From the FDA Drug Label
Anticholinergics prevent the increases in intracellular concentration of cyclic guanosine monophosphate (cyclic GMP) that are caused by interaction of acetylcholine with the muscarinic receptor on bronchial smooth muscle. The FDA drug label does not specify which muscarinic receptors ipratropium acts on, only that it antagonizes the action of acetylcholine at the muscarinic receptor on bronchial smooth muscle 1.
From the Research
Ipratropium acts as a non-selective muscarinic antagonist, blocking M1, M2, and M3 receptors, with its primary therapeutic effects in the airways coming from M3 receptor antagonism. This is based on the study by 2, which highlights the role of muscarinic receptors in regulating bronchial tone in chronic obstructive pulmonary disease (COPD). The study explains that M3 receptors on airway smooth muscle cells and glands mediate bronchoconstriction and mucus secretion, making them a key target for ipratropium's therapeutic effects.

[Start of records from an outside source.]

/// `table alias` in a `FROM` entry.
static TABLE_ALIAS: LazyLock<Regex> =
    LazyLock::new(|| Regex::new(r"^(.*?)\s+(\{\{\w+\}\}|\w+)$").unwrap());

type Customize = Arc<dyn Fn(ActiveQuery) -> ActiveQuery + Send + Sync>;

#[derive(Clone)]
pub struct ActiveQuery {
    db: Db,
    model: Arc<ModelDef>,
    query: Query,
    with: Vec<EagerLoad>,
    join_with: Vec<JoinWith>,
    relation: Option<Box<RelationState>>,

    /// Skip `after_find` hooks. Inherited by eagerly loaded relations.
    as_array: bool,
}

/// A relation path to load eagerly, e.g. `orders.items`.
#[derive(Clone)]
struct EagerLoad {
    path: String,
    customize: Option<Customize>,
}

#[derive(Clone)]
struct JoinWith {
    relations: Vec<EagerLoad>,
    eager_loading: bool,
    join_type: String,
}

#[derive(Clone)]
struct RelationState {
    link: IndexMap<String, String>,
    multiple: bool,
    via: Option<ViaQuery>,
    inverse_of: Option<String>,
    on: Option<Condition>,

    /// Owning record of a lazily loaded relation.
    primary: Option<Record>,
}

#[derive(Clone)]
enum ViaQuery {
    /// Relation name and its query.
    Relation(String, Box<ActiveQuery>),

    /// Query over the junction table; its link points at the owning model.
    Table(Box<ActiveQuery>),
}
use super::{Operand, Value};
use crate::{Error, Result};

/// Escapes applied to `LIKE` values when no mapping is given.
pub const DEFAULT_LIKE_ESCAPE: [(&str, &str); 3] = [("%", "\\%"), ("_", "\\_"), ("\\", "\\\\")];

/// The escape mapping carried by the optional third `LIKE` operand.
pub fn like_escape_pairs(op: &str, escape: Option<&Operand>) -> Result<Vec<(String, String)>> {
    match escape {
        None => Ok(DEFAULT_LIKE_ESCAPE
            .iter()
            .map(|(from, to)| (from.to_string(), to.to_string()))
            .collect()),
        Some(Operand::Value(Value::Record(map))) => Ok(map
            .iter()
            .map(|(from, to)| (from.clone(), to.as_str().unwrap_or_default().to_string()))
            .collect()),
        Some(_) => Err(Error::invalid_condition(format!(
            "the escape operand of '{op}' must be a mapping"
        ))),
    }
}

/// The pattern bound for `text`.
///
/// With an empty mapping the text is used as is, so `%` and `_` stay
/// wildcards. Otherwise the mapping is applied and the result is wrapped in
/// `%...%`.
pub fn like_pattern(text: &str, escape: &[(String, String)]) -> String {
    if escape.is_empty() {
        text.to_string()
    } else {
        format!("%{}%", replace_pairs(text, escape))
    }
}

/// Single-pass replacement, longest key first.
fn replace_pairs(text: &str, pairs: &[(String, String)]) -> String {
    let mut pairs: Vec<_> = pairs.iter().filter(|(from, _)| !from.is_empty()).collect();
    pairs.sort_by(|a, b| b.0.len().cmp(&a.0.len()));

    let mut out = String::with_capacity(text.len());
    let mut rest = text;

    'outer: while !rest.is_empty() {
        for (from, to) in &pairs {
            if let Some(tail) = rest.strip_prefix(from.as_str()) {
                out.push_str(to);
                rest = tail;
                continue 'outer;
            }
        }

        let mut chars = rest.chars();
        if let Some(c) = chars.next() {
            out.push(c);
        }
        rest = chars.as_str();
    }

    out
}

#[derive(Debug, Clone, Copy, PartialEq)]
enum Token {
    Any,
    One,
    Literal(char),
}

/// Case-insensitive SQL `LIKE` with `\` as the escape character.
pub(crate) fn like_matches(pattern: &str, text: &str) -> bool {
    let mut tokens = Vec::new();
    let mut chars = pattern.chars().flat_map(char::to_lowercase);
    while let Some(c) = chars.next() {
        tokens.push(match c {
            '%' => Token::Any,
            '_' => Token::One,
            '\\' => Token::Literal(chars.next().unwrap_or('\\')),
            c => Token::Literal(c),
        });
    }

    let text = text.chars().flat_map(char::to_lowercase).collect::<Vec<_>>();

    let (mut t, mut p) = (0, 0);
    // Last `%` seen and the text position it is currently absorbing up to
    let mut backtrack: Option<(usize, usize)> = None;

    while t < text.len() {
        match tokens.get(p) {
            Some(Token::Any) => {
                backtrack = Some((p, t));
                p += 1;
            }
            Some(Token::One) => {
                p += 1;
                t += 1;
            }
            Some(Token::Literal(c)) if *c == text[t] => {
                p += 1;
                t += 1;
            }
            _ => match backtrack {
                Some((star, absorbed)) => {
                    p = star + 1;
                    t = absorbed + 1;
                    backtrack = Some((star, absorbed + 1));
                }
                None => return false,
            },
        }
    }

    tokens[p..].iter().all(|token| *token == Token::Any)
}
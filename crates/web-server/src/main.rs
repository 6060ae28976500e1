// This main function is the entry point when running `cargo run -p web-server`.
// Its only job is to load the configuration and call `run_server`.
#[tokio::main]
async fn main() -> anyhow::Result<()> {
    let config = configuration::load_config()?;
    web_server::run_server(config).await
}
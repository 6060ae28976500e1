use async_trait::async_trait;
use core_types::Quote;
use reqwest::StatusCode;

pub mod error;
pub mod responses;

// --- Public API ---
pub use error::QuoteError;
pub use responses::QuoteResponse;

/// The generic, abstract interface for a quote provider.
/// This trait is the contract the ledger uses, allowing the underlying
/// implementation (live HTTP or mock) to be swapped out.
#[async_trait]
pub trait QuoteProvider: Send + Sync {
    /// Fetches the current quote for a symbol. Unknown symbols are a
    /// `SymbolNotFound` error, which callers treat as a validation failure
    /// rather than a fatal one.
    async fn lookup(&self, symbol: &str) -> Result<Quote, QuoteError>;
}

/// A concrete `QuoteProvider` backed by the external HTTP quote endpoint.
#[derive(Clone)]
pub struct HttpQuoteClient {
    client: reqwest::Client,
    base_url: String,
}

impl HttpQuoteClient {
    pub fn new(base_url: &str) -> Result<Self, QuoteError> {
        let client = reqwest::Client::builder().build()?;
        Ok(Self {
            client,
            base_url: base_url.trim_end_matches('/').to_string(),
        })
    }
}

#[async_trait]
impl QuoteProvider for HttpQuoteClient {
    async fn lookup(&self, symbol: &str) -> Result<Quote, QuoteError> {
        let url = format!("{}/quote", self.base_url);
        let response = self
            .client
            .get(&url)
            .query(&[("symbol", symbol)])
            .send()
            .await?;

        match response.status() {
            StatusCode::OK => {}
            StatusCode::NOT_FOUND => return Err(QuoteError::SymbolNotFound),
            other => return Err(QuoteError::Status(other.as_u16())),
        }

        let body: QuoteResponse = response
            .json()
            .await
            .map_err(|e| QuoteError::Deserialization(e.to_string()))?;

        body.into_quote()
    }
}
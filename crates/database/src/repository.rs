use crate::DbError;
use chrono::{Duration, Utc};
use core_types::{Holding, SessionRecord, TradeRecord, TradeSide, User};
use rust_decimal::Decimal;
use sqlx::postgres::PgPool;
use uuid::Uuid;

/// The `DbRepository` provides a high-level, application-specific interface
/// to the database. It encapsulates all SQL queries and data access logic.
#[derive(Debug, Clone)]
pub struct DbRepository {
    pool: PgPool,
}

impl DbRepository {
    /// Creates a new `DbRepository` with a shared database connection pool.
    pub fn new(pool: PgPool) -> Self {
        Self { pool }
    }

    // ==========================================================================
    // Users
    // ==========================================================================

    /// Inserts a new user row with the configured starting cash balance.
    /// A unique-constraint violation on the username surfaces as `DuplicateUsername`.
    pub async fn create_user(
        &self,
        username: &str,
        password_hash: &str,
        starting_cash: Decimal,
    ) -> Result<User, DbError> {
        let user = sqlx::query_as::<_, User>(
            r#"
            INSERT INTO users (user_id, username, password_hash, cash, created_at)
            VALUES ($1, $2, $3, $4, NOW())
            RETURNING user_id, username, password_hash, cash, created_at
            "#,
        )
        .bind(Uuid::new_v4())
        .bind(username)
        .bind(password_hash)
        .bind(starting_cash)
        .fetch_one(&self.pool)
        .await
        .map_err(|e| {
            if e.as_database_error()
                .is_some_and(|db| db.is_unique_violation())
            {
                DbError::DuplicateUsername
            } else {
                e.into()
            }
        })?;

        Ok(user)
    }

    /// Fetches a user by primary key.
    pub async fn get_user(&self, user_id: Uuid) -> Result<User, DbError> {
        let user = sqlx::query_as::<_, User>(
            "SELECT user_id, username, password_hash, cash, created_at FROM users WHERE user_id = $1",
        )
        .bind(user_id)
        .fetch_one(&self.pool)
        .await
        .map_err(|e| {
            if let sqlx::Error::RowNotFound = e {
                DbError::NotFound
            } else {
                e.into()
            }
        })?;

        Ok(user)
    }

    /// Fetches a user by username, for login. Returns `None` when the
    /// username is unknown so the caller can collapse it into a generic
    /// invalid-credentials failure.
    pub async fn get_user_by_username(&self, username: &str) -> Result<Option<User>, DbError> {
        let user = sqlx::query_as::<_, User>(
            "SELECT user_id, username, password_hash, cash, created_at FROM users WHERE username = $1",
        )
        .bind(username)
        .fetch_optional(&self.pool)
        .await?;

        Ok(user)
    }

    // ==========================================================================
    // Holdings & trade log (reads)
    // ==========================================================================

    /// Fetches all holdings for a user, ordered by symbol for stable display.
    pub async fn holdings_for_user(&self, user_id: Uuid) -> Result<Vec<Holding>, DbError> {
        let holdings = sqlx::query_as::<_, Holding>(
            "SELECT user_id, symbol, quantity FROM holdings WHERE user_id = $1 ORDER BY symbol ASC",
        )
        .bind(user_id)
        .fetch_all(&self.pool)
        .await?;

        Ok(holdings)
    }

    /// Fetches the quantity a user holds of one symbol, if any.
    pub async fn holding_quantity(
        &self,
        user_id: Uuid,
        symbol: &str,
    ) -> Result<Option<i64>, DbError> {
        let quantity = sqlx::query_scalar::<_, i64>(
            "SELECT quantity FROM holdings WHERE user_id = $1 AND symbol = $2",
        )
        .bind(user_id)
        .bind(symbol)
        .fetch_optional(&self.pool)
        .await?;

        Ok(quantity)
    }

    /// Fetches the full trade log for a user, newest first.
    pub async fn trades_for_user(&self, user_id: Uuid) -> Result<Vec<TradeRecord>, DbError> {
        let trades = sqlx::query_as::<_, TradeRecord>(
            r#"
            SELECT trade_id, user_id, symbol, shares, total, side, executed_at
            FROM trades
            WHERE user_id = $1
            ORDER BY executed_at DESC
            "#,
        )
        .bind(user_id)
        .fetch_all(&self.pool)
        .await?;

        Ok(trades)
    }

    // ==========================================================================
    // Ledger mutations
    // ==========================================================================

    /// Executes a buy as one atomic transaction: debit cash, upsert the
    /// holding, append the trade row. Returns the new cash balance.
    ///
    /// The user row is locked for the duration so a concurrent trade from the
    /// same account cannot drive the balance negative between check and debit.
    pub async fn execute_buy(
        &self,
        user_id: Uuid,
        symbol: &str,
        shares: i64,
        total: Decimal,
    ) -> Result<Decimal, DbError> {
        let mut tx = self.pool.begin().await?;

        let cash = sqlx::query_scalar::<_, Decimal>(
            "SELECT cash FROM users WHERE user_id = $1 FOR UPDATE",
        )
        .bind(user_id)
        .fetch_optional(&mut *tx)
        .await?
        .ok_or(DbError::NotFound)?;

        if cash < total {
            // Dropping the transaction rolls it back.
            return Err(DbError::InsufficientCash);
        }
        let new_cash = cash - total;

        sqlx::query("UPDATE users SET cash = $1 WHERE user_id = $2")
            .bind(new_cash)
            .bind(user_id)
            .execute(&mut *tx)
            .await?;

        sqlx::query(
            r#"
            INSERT INTO holdings (user_id, symbol, quantity)
            VALUES ($1, $2, $3)
            ON CONFLICT (user_id, symbol)
            DO UPDATE SET quantity = holdings.quantity + EXCLUDED.quantity
            "#,
        )
        .bind(user_id)
        .bind(symbol)
        .bind(shares)
        .execute(&mut *tx)
        .await?;

        self.append_trade(&mut tx, user_id, symbol, shares, total, TradeSide::Buy)
            .await?;

        tx.commit().await?;
        Ok(new_cash)
    }

    /// Executes a sell as one atomic transaction: decrement or remove the
    /// holding, credit cash, append the trade row. Returns the new cash balance.
    ///
    /// Lock order is users row first, then the holdings row, same as
    /// `execute_buy`, so concurrent trades on one account cannot deadlock.
    pub async fn execute_sell(
        &self,
        user_id: Uuid,
        symbol: &str,
        shares: i64,
        total: Decimal,
    ) -> Result<Decimal, DbError> {
        let mut tx = self.pool.begin().await?;

        let cash = sqlx::query_scalar::<_, Decimal>(
            "SELECT cash FROM users WHERE user_id = $1 FOR UPDATE",
        )
        .bind(user_id)
        .fetch_optional(&mut *tx)
        .await?
        .ok_or(DbError::NotFound)?;

        let held = sqlx::query_scalar::<_, i64>(
            "SELECT quantity FROM holdings WHERE user_id = $1 AND symbol = $2 FOR UPDATE",
        )
        .bind(user_id)
        .bind(symbol)
        .fetch_optional(&mut *tx)
        .await?
        .unwrap_or(0);

        if held < shares {
            return Err(DbError::InsufficientShares);
        }

        if held == shares {
            // The schema forbids zero-quantity rows: delete instead.
            sqlx::query("DELETE FROM holdings WHERE user_id = $1 AND symbol = $2")
                .bind(user_id)
                .bind(symbol)
                .execute(&mut *tx)
                .await?;
        } else {
            sqlx::query(
                "UPDATE holdings SET quantity = quantity - $1 WHERE user_id = $2 AND symbol = $3",
            )
            .bind(shares)
            .bind(user_id)
            .bind(symbol)
            .execute(&mut *tx)
            .await?;
        }

        let new_cash = cash + total;
        sqlx::query("UPDATE users SET cash = $1 WHERE user_id = $2")
            .bind(new_cash)
            .bind(user_id)
            .execute(&mut *tx)
            .await?;

        self.append_trade(&mut tx, user_id, symbol, shares, total, TradeSide::Sell)
            .await?;

        tx.commit().await?;
        Ok(new_cash)
    }

    async fn append_trade(
        &self,
        tx: &mut sqlx::Transaction<'_, sqlx::Postgres>,
        user_id: Uuid,
        symbol: &str,
        shares: i64,
        total: Decimal,
        side: TradeSide,
    ) -> Result<(), DbError> {
        sqlx::query(
            r#"
            INSERT INTO trades (trade_id, user_id, symbol, shares, total, side, executed_at)
            VALUES ($1, $2, $3, $4, $5, $6, NOW())
            "#,
        )
        .bind(Uuid::new_v4())
        .bind(user_id)
        .bind(symbol)
        .bind(shares)
        .bind(total)
        .bind(side.as_str())
        .execute(&mut **tx)
        .await?;
        Ok(())
    }

    // ==========================================================================
    // Sessions
    // ==========================================================================

    /// Creates a session row with a fresh opaque token and the given lifetime.
    pub async fn create_session(
        &self,
        user_id: Uuid,
        ttl: Duration,
    ) -> Result<SessionRecord, DbError> {
        let now = Utc::now();
        let session = sqlx::query_as::<_, SessionRecord>(
            r#"
            INSERT INTO sessions (token, user_id, created_at, expires_at)
            VALUES ($1, $2, $3, $4)
            RETURNING token, user_id, created_at, expires_at
            "#,
        )
        .bind(Uuid::new_v4())
        .bind(user_id)
        .bind(now)
        .bind(now + ttl)
        .fetch_one(&self.pool)
        .await?;

        Ok(session)
    }

    /// Looks up a session by token. Expired sessions are treated as absent
    /// and removed lazily on the way out.
    pub async fn get_session(&self, token: Uuid) -> Result<Option<SessionRecord>, DbError> {
        let session = sqlx::query_as::<_, SessionRecord>(
            "SELECT token, user_id, created_at, expires_at FROM sessions WHERE token = $1",
        )
        .bind(token)
        .fetch_optional(&self.pool)
        .await?;

        match session {
            Some(s) if s.is_expired(Utc::now()) => {
                self.delete_session(token).await?;
                Ok(None)
            }
            other => Ok(other),
        }
    }

    /// Deletes a session row. Deleting a token that does not exist is a no-op.
    pub async fn delete_session(&self, token: Uuid) -> Result<(), DbError> {
        sqlx::query("DELETE FROM sessions WHERE token = $1")
            .bind(token)
            .execute(&self.pool)
            .await?;
        Ok(())
    }
}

Some key points about ipratropium's mechanism of action include:
- It blocks M1, M2, and M3 receptors, but its primary effects come from M3 receptor antagonism
- M3 receptors are responsible for mediating bronchoconstriction and mucus secretion in the airways
- Ipratropium's non-selective muscarinic antagonism reduces bronchial tone and mucus secretion, making it an effective treatment for respiratory conditions like COPD and asthma
- The medication has limited systemic effects due to its poor absorption when administered via inhalation, and its quaternary ammonium structure restricts its ability to cross the blood-brain barrier
It's worth noting that while ipratropium blocks all muscarinic subtypes, its clinical benefit comes mainly from M3 receptor antagonism. This is supported by the study by 3, which found that female patients with mild to moderate COPD had a greater response to ipratropium than male patients, and that this response was particularly notable in non-obese females. The study also found that female lungs had greater gene expression for the M3 muscarinic receptor relative to M2 receptors than male lungs, which may explain the greater response to ipratropium in female patients. Overall, ipratropium's non-selective muscarinic antagonism, particularly its blockade of M3 receptors, makes it an effective treatment for respiratory conditions like COPD and asthma.